The analysts maintain the call on the back of a robust order book in the private vehicle segment, market leadership in the tractor segment, opportunity to grow in farm machinery and its road map for the electric vehicles space.

4. CIE Automotive India:

ICICI Direct assigns a ‘Buy’ rating to this auto parts manufacturer with a target price of Rs 625, indicating an upside of 21.4%. The company’s management plans to incur a growth capex of approx 5% of its sales. At the same time, it plans on improving operational efficiencies in its European operations. 

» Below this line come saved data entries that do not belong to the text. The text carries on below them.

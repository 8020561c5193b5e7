//! Annual maxima and Gumbel return-period quantiles.

use std::collections::BTreeMap;

use pluvio_series::DailySeries;
use tracing::warn;

use crate::constants::{N_RETURN_PERIODS, RETURN_PERIODS, return_period_index};
use crate::error::IdfError;

/// Largest daily precipitation per calendar year.
#[derive(Debug, Clone, PartialEq)]
pub struct AnnualMaxima {
    maxima: BTreeMap<i32, f64>,
}

impl AnnualMaxima {
    /// Extracts the annual maxima of a cleaned daily series.
    pub fn from_series(series: &DailySeries) -> Self {
        Self {
            maxima: series.annual_maxima(),
        }
    }

    /// Number of years.
    pub fn len(&self) -> usize {
        self.maxima.len()
    }

    /// Returns `true` if no year is present.
    pub fn is_empty(&self) -> bool {
        self.maxima.is_empty()
    }

    /// Iterates `(year, maximum)` in ascending year order.
    pub fn iter(&self) -> impl Iterator<Item = (i32, f64)> + '_ {
        self.maxima.iter().map(|(&y, &m)| (y, m))
    }

    /// Maxima values in year order.
    pub fn values(&self) -> Vec<f64> {
        self.maxima.values().copied().collect()
    }

    /// Mean of the annual maxima. NaN if empty.
    pub fn mean(&self) -> f64 {
        if self.is_empty() {
            return f64::NAN;
        }
        pluvio_stats::mean(&self.values())
    }

    /// Sample standard deviation (n - 1). NaN with fewer than two years.
    pub fn sd(&self) -> f64 {
        if self.len() < 2 {
            return f64::NAN;
        }
        pluvio_stats::sd(&self.values())
    }
}

/// Gumbel (EV1) quantile by the Chow frequency-factor approximation:
///
/// `x(Tr) = μ - σ·(0.45 + 0.7797·ln(ln(Tr / (Tr - 1))))`
///
/// Strictly increasing in `tr` for `tr > 1` and `sigma > 0`.
pub fn gumbel_quantile(mu: f64, sigma: f64, tr: f64) -> f64 {
    mu - sigma * (0.45 + 0.7797 * (tr / (tr - 1.0)).ln().ln())
}

/// Maximum 1-day precipitation for each configured return period.
///
/// Depths are stored in [`RETURN_PERIODS`] order. A depth is NaN when the
/// record is too short to define it.
#[derive(Debug, Clone, PartialEq)]
pub struct ReturnPeriodQuantiles {
    mean: f64,
    sd: f64,
    depths: [f64; N_RETURN_PERIODS],
}

impl ReturnPeriodQuantiles {
    /// Computes the quantiles from the mean and standard deviation of the
    /// annual maxima.
    pub fn from_moments(mean: f64, sd: f64) -> Self {
        let depths = RETURN_PERIODS.map(|tr| gumbel_quantile(mean, sd, f64::from(tr)));
        Self { mean, sd, depths }
    }

    /// Wraps externally supplied depths, one per return period.
    ///
    /// Mean and standard deviation are unknown and reported as NaN.
    ///
    /// # Errors
    ///
    /// Returns [`IdfError::QuantileCountMismatch`] unless exactly
    /// [`N_RETURN_PERIODS`] values are supplied.
    pub fn from_depths(depths: &[f64]) -> Result<Self, IdfError> {
        let depths: [f64; N_RETURN_PERIODS] =
            depths
                .try_into()
                .map_err(|_| IdfError::QuantileCountMismatch {
                    expected: N_RETURN_PERIODS,
                    got: depths.len(),
                })?;
        Ok(Self {
            mean: f64::NAN,
            sd: f64::NAN,
            depths,
        })
    }

    /// Mean of the annual maxima the quantiles were derived from.
    pub fn mean(&self) -> f64 {
        self.mean
    }

    /// Standard deviation of the annual maxima.
    pub fn sd(&self) -> f64 {
        self.sd
    }

    /// Depths (mm) in [`RETURN_PERIODS`] order.
    pub fn depths(&self) -> &[f64; N_RETURN_PERIODS] {
        &self.depths
    }

    /// Depth for a configured return period, `None` for any other value.
    pub fn depth_for(&self, tr: u32) -> Option<f64> {
        return_period_index(tr).map(|i| self.depths[i])
    }

    /// Iterates `(return_period, depth)` pairs.
    pub fn iter(&self) -> impl Iterator<Item = (u32, f64)> + '_ {
        RETURN_PERIODS.iter().copied().zip(self.depths.iter().copied())
    }

    /// Returns `true` if every depth is finite.
    pub fn is_complete(&self) -> bool {
        self.depths.iter().all(|d| d.is_finite())
    }
}

/// Estimates return-period depths from a cleaned daily series.
///
/// With a single year the standard deviation is undefined and every depth
/// is NaN.
///
/// # Errors
///
/// Returns [`IdfError::EmptySeries`] if the series has no observations.
#[tracing::instrument(skip_all, fields(n_days = series.len()))]
pub fn estimate_quantiles(series: &DailySeries) -> Result<ReturnPeriodQuantiles, IdfError> {
    if series.is_empty() {
        return Err(IdfError::EmptySeries);
    }

    let maxima = AnnualMaxima::from_series(series);
    if maxima.len() < 2 {
        warn!(
            n_years = maxima.len(),
            "annual maxima need at least two years; quantiles unavailable"
        );
    }

    Ok(ReturnPeriodQuantiles::from_moments(maxima.mean(), maxima.sd()))
}
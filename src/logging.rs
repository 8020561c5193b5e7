use tracing_subscriber::EnvFilter;

/// All workspace crate targets that should receive log output.
const CRATE_TARGETS: &[&str] = &[
    "pluvio",
    "pluvio_idf",
    "pluvio_io",
    "pluvio_series",
    "pluvio_spi",
    "pluvio_stats",
];

/// Initialize tracing based on CLI verbosity level.
///
/// 0 -> warn, 1 -> info, 2 -> debug, 3+ -> trace. `RUST_LOG` overrides the
/// flag when set. Output goes to stderr so JSON on stdout stays clean.
pub fn init(verbosity: u8) {
    let level = match verbosity {
        0 => "warn",
        1 => "info",
        2 => "debug",
        _ => "trace",
    };

    let default_filter: String = CRATE_TARGETS
        .iter()
        .map(|t| format!("{t}={level}"))
        .collect::<Vec<_>>()
        .join(",");

    let filter =
        EnvFilter::try_from_default_env().unwrap_or_else(|_| EnvFilter::new(default_filter));

    tracing_subscriber::fmt()
        .with_env_filter(filter)
        .with_writer(std::io::stderr)
        .init();
}
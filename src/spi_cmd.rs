//! SPI command: monthly index and calendar-month statistics for one station.

use anyhow::{Context, Result};
use serde::Serialize;
use tracing::{info, info_span};

use pluvio_io::read_station;

use crate::cli::StationArgs;
use crate::config::PluvioConfig;
use crate::convert;
use crate::report::{self, SpiReport, StationInfo};

#[derive(Serialize)]
struct SpiOutput {
    station: StationInfo,
    spi: SpiReport,
}

/// Run the single-station SPI analysis.
pub fn run(args: StationArgs, config: &PluvioConfig) -> Result<()> {
    let _cmd = info_span!("spi").entered();
    let spi_cfg = convert::build_spi_config(&config.spi)?;

    info!(path = %args.input.display(), "reading station");
    let station = read_station(&args.input)
        .with_context(|| format!("failed to read station file: {}", args.input.display()))?;

    let spi = report::build_spi_report(&station.series, &spi_cfg)
        .with_context(|| format!("SPI analysis failed for station {}", station.code()))?;
    info!(
        code = %station.code(),
        n_months = spi.series.len(),
        "SPI computed"
    );

    let output = SpiOutput {
        station: StationInfo::from(&station),
        spi,
    };
    report::emit(&output, args.output.as_deref())
}
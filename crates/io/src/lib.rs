//! # pluvio-io
//!
//! Read weather-station archives: a fixed block of `key: value` metadata
//! lines followed by a `;`-delimited daily table. Produces cleaned
//! [`DailySeries`](pluvio_series::DailySeries) values for the IDF and SPI
//! crates.

mod error;
mod reader;
mod station;
mod validate;

pub use error::IoError;
pub use reader::{SkippedFile, StationScan, read_station, read_station_dir};
pub use station::{HEADER_LINES, Station, StationMetadata, parse_station};
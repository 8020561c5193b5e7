//! Fixed return periods, durations and disaggregation ratios.
//!
//! These tables define the shape of every output in this crate: quantiles
//! follow [`RETURN_PERIODS`] order and intensity tables follow
//! [`RETURN_PERIODS`] × [`DURATIONS_MIN`] order.

/// Number of return periods.
pub const N_RETURN_PERIODS: usize = 11;

/// Number of durations.
pub const N_DURATIONS: usize = 13;

/// Return periods in years, ascending.
pub const RETURN_PERIODS: [u32; N_RETURN_PERIODS] = [2, 5, 10, 15, 20, 25, 50, 100, 250, 500, 1000];

/// Durations in minutes, descending from one day to five minutes.
pub const DURATIONS_MIN: [u32; N_DURATIONS] = [1440, 720, 600, 480, 360, 180, 60, 30, 25, 20, 15, 10, 5];

/// Ratio between the 24-hour depth and the 1-day (fixed observation window)
/// depth.
pub const ONE_DAY_TO_24H: f64 = 1.14;

/// One step of the disaggregation cascade.
///
/// `depth(DURATIONS_MIN[i + 1]) = depth(DURATIONS_MIN[base]) * factor` for
/// the `i`-th entry of [`CASCADE`].
#[derive(Debug, Clone, Copy, PartialEq)]
pub struct CascadeStep {
    /// Target duration in minutes.
    pub duration_min: u32,
    /// Index into [`DURATIONS_MIN`] of the depth this step scales.
    pub base: usize,
    /// Multiplier applied to the base depth.
    pub factor: f64,
}

const fn step(duration_min: u32, base: usize, factor: f64) -> CascadeStep {
    CascadeStep {
        duration_min,
        base,
        factor,
    }
}

/// Cascade for every duration after 1440 min, in [`DURATIONS_MIN`] order.
///
/// 720..=60 min scale the 24-hour depth, 30 min scales the 1-hour depth,
/// and 25..=5 min scale the 30-minute depth.
pub const CASCADE: [CascadeStep; N_DURATIONS - 1] = [
    step(720, 0, 0.85),
    step(600, 0, 0.78),
    step(480, 0, 0.72),
    step(360, 0, 0.54),
    step(180, 0, 0.48),
    step(60, 0, 0.42),
    step(30, 6, 0.74),
    step(25, 7, 0.91),
    step(20, 7, 0.81),
    step(15, 7, 0.70),
    step(10, 7, 0.54),
    step(5, 7, 0.34),
];

/// Position of `tr` in [`RETURN_PERIODS`].
pub fn return_period_index(tr: u32) -> Option<usize> {
    RETURN_PERIODS.iter().position(|&t| t == tr)
}

/// Position of `td` in [`DURATIONS_MIN`].
pub fn duration_index(td: u32) -> Option<usize> {
    DURATIONS_MIN.iter().position(|&d| d == td)
}
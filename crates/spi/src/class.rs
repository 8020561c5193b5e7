//! Drought/wetness category of an SPI value.

use std::fmt;

/// Conventional SPI categories.
#[derive(Debug, Clone, Copy, PartialEq, Eq, Hash)]
pub enum SpiClass {
    ExtremelyWet,
    VeryWet,
    ModeratelyWet,
    NearNormal,
    ModeratelyDry,
    SeverelyDry,
    ExtremelyDry,
}

impl SpiClass {
    /// Classifies an SPI value; `None` for the NaN sentinel.
    pub fn from_spi(spi: f64) -> Option<Self> {
        if spi.is_nan() {
            return None;
        }
        let class = if spi >= 2.0 {
            Self::ExtremelyWet
        } else if spi >= 1.5 {
            Self::VeryWet
        } else if spi >= 1.0 {
            Self::ModeratelyWet
        } else if spi > -1.0 {
            Self::NearNormal
        } else if spi > -1.5 {
            Self::ModeratelyDry
        } else if spi > -2.0 {
            Self::SeverelyDry
        } else {
            Self::ExtremelyDry
        };
        Some(class)
    }

    /// Returns the lower-case label used in reports.
    pub fn label(self) -> &'static str {
        match self {
            Self::ExtremelyWet => "extremely wet",
            Self::VeryWet => "very wet",
            Self::ModeratelyWet => "moderately wet",
            Self::NearNormal => "near normal",
            Self::ModeratelyDry => "moderately dry",
            Self::SeverelyDry => "severely dry",
            Self::ExtremelyDry => "extremely dry",
        }
    }

    /// `true` for the three dry categories.
    pub fn is_dry(self) -> bool {
        matches!(
            self,
            Self::ModeratelyDry | Self::SeverelyDry | Self::ExtremelyDry
        )
    }
}

impl fmt::Display for SpiClass {
    fn fmt(&self, f: &mut fmt::Formatter<'_>) -> fmt::Result {
        f.write_str(self.label())
    }
}
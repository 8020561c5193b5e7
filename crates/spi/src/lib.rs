//! Standardized Precipitation Index from a daily precipitation series.
//!
//! Daily values are summed into monthly totals. Each calendar month is
//! pooled across years and fitted with a two-parameter gamma distribution
//! (location fixed at zero) on its positive totals. Every total is then
//! mapped through the zero-inflated CDF `q + (1 - q) * G(x)` and the
//! inverse standard normal.
//!
//! A calendar month that cannot be fitted gets NaN SPI values and a
//! [`MonthStatus`] explaining why; it never stops the other months.

mod class;
mod config;
mod error;
mod fit;
mod gamma;
mod monthly;
mod result;

use std::collections::BTreeMap;

use pluvio_series::DailySeries;

pub use class::SpiClass;
pub use config::SpiConfig;
pub use error::SpiError;
pub use gamma::{GammaParams, fit_gamma_mle};
pub use monthly::{MonthlyPrecipitation, aggregate_monthly};
pub use result::{MonthStatus, MonthlyDistributionStats, SpiPoint, SpiResult};

/// Computes the monthly SPI series and per-calendar-month statistics.
///
/// # Errors
///
/// - [`SpiError::InvalidConfig`] if `config` fails validation.
/// - [`SpiError::EmptySeries`] if the series holds no valid days.
/// - [`SpiError::NoPositivePrecipitation`] if no day has rain.
#[tracing::instrument(skip_all, fields(n_days = series.len()))]
pub fn compute_spi(series: &DailySeries, config: &SpiConfig) -> Result<SpiResult, SpiError> {
    config.validate()?;
    if series.is_empty() {
        return Err(SpiError::EmptySeries);
    }
    if !series.has_positive() {
        return Err(SpiError::NoPositivePrecipitation);
    }

    let monthly = aggregate_monthly(series);
    let mut spi_values = BTreeMap::new();
    let mut stats = Vec::with_capacity(12);

    for month in 1u8..=12 {
        let occurrences = monthly.occurrences(month);
        let totals: Vec<f64> = occurrences.iter().map(|&(_, v)| v).collect();
        let month_fit = fit::fit_calendar_month(month, &totals, config);
        for (&(ym, _), spi) in occurrences.iter().zip(month_fit.spi) {
            spi_values.insert(ym, spi);
        }
        stats.push(month_fit.stats);
    }

    let points: Vec<SpiPoint> = monthly
        .iter()
        .map(|(year_month, total_mm)| SpiPoint {
            year_month,
            total_mm,
            spi: spi_values.get(&year_month).copied().unwrap_or(f64::NAN),
        })
        .collect();

    let result = SpiResult::new(points, stats);
    tracing::debug!(
        n_months = result.series().len(),
        n_defined = result.n_defined(),
        "SPI computed"
    );
    Ok(result)
}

Given the new order wins in the electric vehicle (EV) domain accompanied by  the growing domestic market, cyclical upswing in commercial vehicle space, and steady demand for two-wheelers, the analyst Shashank Kanodia says, “CIE is well poised for double-digit revenue growth and a further improvement in margins.”

The analyst believes that India is being looked at as a credible alternate manufacturing hub amid the China +1 trend, and so will be a focus for auto ancillaries. He also remains positive about the company as it is actively de-risking its existing business product profile by entering into EV products, which provide growth longevity. He assigns the call on the back of improving margins, return ratios and consistent healthy cash flow generation.

5. Bajaj Auto:

Axis Securities maintains a 'Buy' rating on this 2/3 wheeler company with a target price of Rs 5,400, indicating an upside of 15.8%. Analysts Aditya Welekar and Shridhar Kallani are optimistic about the company's future due to its focus on electric vehicles (EV) and premium motorcycles, which align with changing industry trends.

Despite lower sales volumes in FY23, analysts at Axis Securities believe the company performed well. They attribute this success to higher average selling prices (ASPs) of their vehicles, driven by price hikes, increased domestic sales, and a larger share of the 125cc+ segment and three-wheeler sales.

The analysts also highlight the company's strong brand value, citing its exclusive dealership networks for KTM and the recent launch of Triumph motorcycles. They consider the company's investment plans for FY24 as a significant growth driver, with Rs 1,000 crore allocated for expansion, which includes Rs 500 crore specifically for the EV segment.

Note: These recommendations are from various analysts and are not recommendations by Trendlyne.